Economic monocultures are also (very) fragile. In the 1970s and 1980s, Boston rivaled Silicon Valley as America's premier high-tech region. Companies like Digital Equipment Corporation and Wang Laboratories dominated the “minicomputer” industry. But when the personal computer arrived, these once great companies disappeared and the “Route 128 miracle” faded from memory. Pittsburgh, too, survived the consequences of industrial “monocropping,” with the devastating collapse of its economy in the 1970s and 1980s resulting from the demise of a handful of major basic industries, such as steel and chemicals.
Fortunately, our excellent local education and healthcare institutions, a residual benefit owing partly to the presence of local long-gone or diminished industrial giants, survived that decline and now provide the seeds for a new and, hopefully, more complex, diverse, and interdependent economy. Time will tell, but things are beginning to get interesting.
Regions that cultivate “related variety” or diverse clusters of related industries can win – and win big. The fact that our recent summit was a healthy mixture of AI and energy is interesting. One caveat: AI is suffering “semantic satiation” or the case when a particular word or phrase is used so much that it loses its meaning. For our purposes, AI is unlike any technology in history in one important way: it learns. When machines can learn by doing a wild mix of diverse innovations and industries can emerge in ways no one can predict.
AI’s inherent learning capacity, still a work in progress, put (autonomous) robots on the surface of other planets, duplicated infinitely complex biological processes, inspected crops, roads, bridges, ships hulls, and missile silos, and driven cars, trucks, planes, submarines, ships, motorbikes, and robots. The list goes on and on. Inexpensive and readily available energy will also enable yet-to-be thoughts of innovations. Growing them together in one place, our place, could release wild and powerful creative forces.
But, again, our emerging regional economy is still fragile. We must take care to nurture a robust entrepreneurial culture, along with local and state policies and actions that create and sustain eternally fertile soil. We have been making slow but steady progress on the former over the last decade but not so much on the latter. The summit, which brought together a wide spectrum of entrepreneurs together with local, state, and national leadership (from both parties!) is a great beginning.
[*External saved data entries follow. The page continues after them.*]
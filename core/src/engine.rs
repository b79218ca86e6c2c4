//! The search engine lifecycle: `Unindexed` until the first successful
//! [`SearchEngine::load`], `Indexed` afterwards.
//!
//! Each load builds a complete [`Index`] before touching shared state and
//! then swaps the `Arc` in one step. Searches clone the current `Arc` and
//! work lock-free from there, so they always see one load's vocabulary,
//! IDF table and matrix together.

use parking_lot::{Mutex, RwLock};
use serde::{Deserialize, Serialize};
use std::sync::Arc;
use std::time::Instant;
use time::format_description::well_known::Rfc3339;

use crate::error::{Result, SearchError};
use crate::index::{DocInput, Document, Index, IndexStats, Metadata};
use crate::rank::{rank, SearchOptions};
use crate::tfidf::{QueryVectorizer, TfIdfIndexer, Weighting};
use crate::tokenizer::{StandardTokenizer, Tokenizer};
use crate::vocabulary::{Vocabulary, VocabularyConfig};
use crate::DocId;

#[derive(Debug, Clone, PartialEq, Serialize, Deserialize)]
pub struct EngineConfig {
    pub vocabulary: VocabularyConfig,
    pub weighting: Weighting,
    /// Metadata keys every document must carry.
    pub required_fields: Vec<String>,
}

impl Default for EngineConfig {
    fn default() -> Self {
        Self {
            vocabulary: VocabularyConfig::default(),
            weighting: Weighting::default(),
            required_fields: vec!["title".into(), "link".into()],
        }
    }
}

#[derive(Debug, Clone, Copy, PartialEq, Eq, Serialize, Deserialize)]
pub enum EngineState {
    Unindexed,
    Indexed,
}

#[derive(Debug, Clone, PartialEq, Serialize, Deserialize)]
pub struct SearchHit {
    pub doc_id: DocId,
    pub score: f32,
    pub metadata: Metadata,
}

pub struct SearchEngine<T = StandardTokenizer> {
    tokenizer: T,
    config: EngineConfig,
    current: RwLock<Option<Arc<Index>>>,
    // serializes loads so a slow build cannot overwrite a newer one
    load_lock: Mutex<()>,
}

impl Default for SearchEngine {
    fn default() -> Self {
        Self::new(StandardTokenizer, EngineConfig::default())
    }
}

impl<T: Tokenizer> SearchEngine<T> {
    pub fn new(tokenizer: T, config: EngineConfig) -> Self {
        Self { tokenizer, config, current: RwLock::new(None), load_lock: Mutex::new(()) }
    }

    pub fn config(&self) -> &EngineConfig { &self.config }

    pub fn tokenizer(&self) -> &T { &self.tokenizer }

    pub fn state(&self) -> EngineState {
        if self.current.read().is_some() { EngineState::Indexed } else { EngineState::Unindexed }
    }

    /// Build a new index from `corpus` and make it current. On error the
    /// previously loaded index (if any) stays in place.
    pub fn load(&self, corpus: Vec<DocInput>) -> Result<IndexStats> {
        let _guard = self.load_lock.lock();
        let start = Instant::now();
        let index = match build_index(corpus, &self.tokenizer, &self.config) {
            Ok(index) => index,
            Err(e) => {
                tracing::warn!(error = %e, "corpus rejected, keeping previous index");
                return Err(e);
            }
        };
        let stats = index.stats.clone();
        *self.current.write() = Some(Arc::new(index));
        tracing::info!(
            num_docs = stats.num_docs,
            vocabulary_size = stats.vocabulary_size,
            nnz = stats.nnz,
            empty_docs = stats.empty_docs,
            took_ms = start.elapsed().as_millis() as u64,
            "index loaded"
        );
        Ok(stats)
    }

    /// The current index. Holding the returned `Arc` keeps that load alive
    /// even if a reload swaps in a newer one.
    pub fn snapshot(&self) -> Result<Arc<Index>> {
        self.current.read().clone().ok_or(SearchError::NotReady)
    }

    pub fn stats(&self) -> Result<IndexStats> {
        Ok(self.snapshot()?.stats.clone())
    }

    pub fn document(&self, id: DocId) -> Result<Option<Document>> {
        Ok(self.snapshot()?.document(id).cloned())
    }

    /// Tokenize `query` and rank the corpus against it. Queries that share no
    /// term with the vocabulary return an empty list.
    pub fn search(&self, query: &str, opts: &SearchOptions) -> Result<Vec<SearchHit>> {
        let index = self.snapshot()?;
        let tokens = self.tokenizer.tokenize(query);
        search_index(&index, &tokens, opts)
    }

    /// Rank against an already-segmented query. Each token still gets the
    /// same normalization document tokens got at load.
    pub fn search_tokens(&self, tokens: &[String], opts: &SearchOptions) -> Result<Vec<SearchHit>> {
        let index = self.snapshot()?;
        search_index(&index, &normalize_tokens(tokens, &self.tokenizer), opts)
    }
}

fn search_index(index: &Index, tokens: &[String], opts: &SearchOptions) -> Result<Vec<SearchHit>> {
    opts.validate()?;
    let vectorizer = QueryVectorizer::new(&index.vocabulary, &index.idf, index.weighting);
    let query = vectorizer.vectorize(tokens);
    if query.is_zero() {
        tracing::debug!(tokens = tokens.len(), unknown = ?vectorizer.unknown_terms(tokens), "query has no vocabulary terms");
        return Ok(Vec::new());
    }
    let hits: Vec<SearchHit> = rank(&query, &index.matrix, opts)
        .into_iter()
        .filter_map(|s| {
            index.document(s.doc_id).map(|doc| SearchHit {
                doc_id: s.doc_id,
                score: s.score,
                metadata: doc.metadata.clone(),
            })
        })
        .collect();
    tracing::debug!(query_terms = query.nnz(), hits = hits.len(), "search complete");
    Ok(hits)
}

/// Run every document token through the query tokenizer so both sides of
/// the dot product share one normalization. Tokens may split or vanish.
fn normalize_tokens<T: Tokenizer>(tokens: &[String], tokenizer: &T) -> Vec<String> {
    tokens.iter().flat_map(|t| tokenizer.tokenize(t)).collect()
}

fn build_index<T: Tokenizer>(corpus: Vec<DocInput>, tokenizer: &T, config: &EngineConfig) -> Result<Index> {
    if corpus.is_empty() {
        return Err(SearchError::EmptyCorpus("corpus contains no documents"));
    }
    if corpus.len() > DocId::MAX as usize {
        return Err(SearchError::InvalidArgument(format!("corpus of {} documents is too large", corpus.len())));
    }
    for (position, doc) in corpus.iter().enumerate() {
        if let Some(field) = config.required_fields.iter().find(|f| !doc.metadata.contains_key(f.as_str())) {
            return Err(SearchError::corpus_format(position, field.clone()));
        }
    }

    let documents: Vec<Document> = corpus
        .into_iter()
        .enumerate()
        .map(|(i, d)| Document {
            id: i as DocId,
            tokens: normalize_tokens(&d.tokens, tokenizer),
            metadata: d.metadata,
        })
        .collect();

    let vocabulary = Vocabulary::build(documents.iter().map(|d| d.tokens.as_slice()), &config.vocabulary)?;
    let (matrix, idf) =
        TfIdfIndexer::new(&vocabulary, config.weighting).index(documents.iter().map(|d| d.tokens.as_slice()));
    let stats = IndexStats {
        num_docs: documents.len() as u32,
        vocabulary_size: vocabulary.len() as u32,
        nnz: matrix.nnz(),
        empty_docs: matrix.rows().filter(|(_, r)| r.is_zero()).count() as u32,
        built_at: time::OffsetDateTime::now_utc().format(&Rfc3339).unwrap_or_default(),
    };
    Ok(Index { vocabulary, idf, matrix, weighting: config.weighting, documents, stats })
}

#[cfg(test)]
mod tests {
    use super::*;
    use crate::tokenizer::WhitespaceTokenizer;

    fn doc(tokens: &[&str], title: &str) -> DocInput {
        DocInput::new(tokens.iter().copied()).with_field("title", title).with_field("link", format!("https://news/{title}"))
    }

    fn engine() -> SearchEngine<WhitespaceTokenizer> {
        SearchEngine::new(WhitespaceTokenizer, EngineConfig::default())
    }

    #[test]
    fn search_before_load_is_not_ready() {
        let e = engine();
        assert_eq!(e.state(), EngineState::Unindexed);
        assert!(matches!(e.search("x", &SearchOptions::default()), Err(SearchError::NotReady)));
        assert!(matches!(e.stats(), Err(SearchError::NotReady)));
    }

    #[test]
    fn load_reports_stats() {
        let e = engine();
        let stats = e.load(vec![doc(&["a", "b"], "one"), doc(&[], "two")]).unwrap();
        assert_eq!(e.state(), EngineState::Indexed);
        assert_eq!(stats.num_docs, 2);
        assert_eq!(stats.vocabulary_size, 2);
        assert_eq!(stats.nnz, 2);
        assert_eq!(stats.empty_docs, 1);
        assert!(!stats.built_at.is_empty());
    }

    #[test]
    fn missing_required_field_is_format_error() {
        let e = engine();
        let bad = DocInput::new(["a"]).with_field("title", "no link");
        let err = e.load(vec![doc(&["a"], "ok"), bad]).unwrap_err();
        match err {
            SearchError::CorpusFormat { position, field } => {
                assert_eq!(position, 1);
                assert_eq!(field, "link");
            }
            other => panic!("unexpected error {other:?}"),
        }
        assert_eq!(e.state(), EngineState::Unindexed);
    }

    #[test]
    fn hits_echo_metadata() {
        let e = engine();
        e.load(vec![doc(&["exam"], "Exam week").with_field("views", 12)]).unwrap();
        let hits = e.search("EXAM", &SearchOptions::default()).unwrap();
        assert_eq!(hits.len(), 1);
        assert_eq!(hits[0].metadata["title"], "Exam week");
        assert_eq!(hits[0].metadata["views"], 12);
    }

    #[test]
    fn document_tokens_share_query_normalization() {
        let e = SearchEngine::new(StandardTokenizer, EngineConfig::default());
        e.load(vec![doc(&["Exams", "the", "NJUPT"], "x")]).unwrap();
        let d = e.document(0).unwrap().unwrap();
        assert_eq!(d.tokens, vec!["exam", "njupt"]);
        assert_eq!(e.search("exam", &SearchOptions::default()).unwrap().len(), 1);
    }

    #[test]
    fn invalid_options_are_rejected() {
        let e = engine();
        e.load(vec![doc(&["exam"], "x")]).unwrap();
        let opts = SearchOptions { top_k: 0, relevance_floor: 0.05 };
        assert!(matches!(e.search("exam", &opts), Err(SearchError::InvalidArgument(_))));
    }
}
However, gardening is not engineering. There are uncontrollable forces like the weather and disease that affect ecologies and economies in unpredictable ways. Yet the experiences of the most successful economic regions in the world reveal that, while you cannot engineer a predetermined outcome, you can spend a lot more effort on creating the conditions for that wonderful diversity and complexity to organically emerge. Linear thinking and measurable targets look and sound great but in economic ecosystems, like biological ones, operate according to their own logic. We must work like hell to provide the soil, water, and sunlight that allow innovation to take root and grow.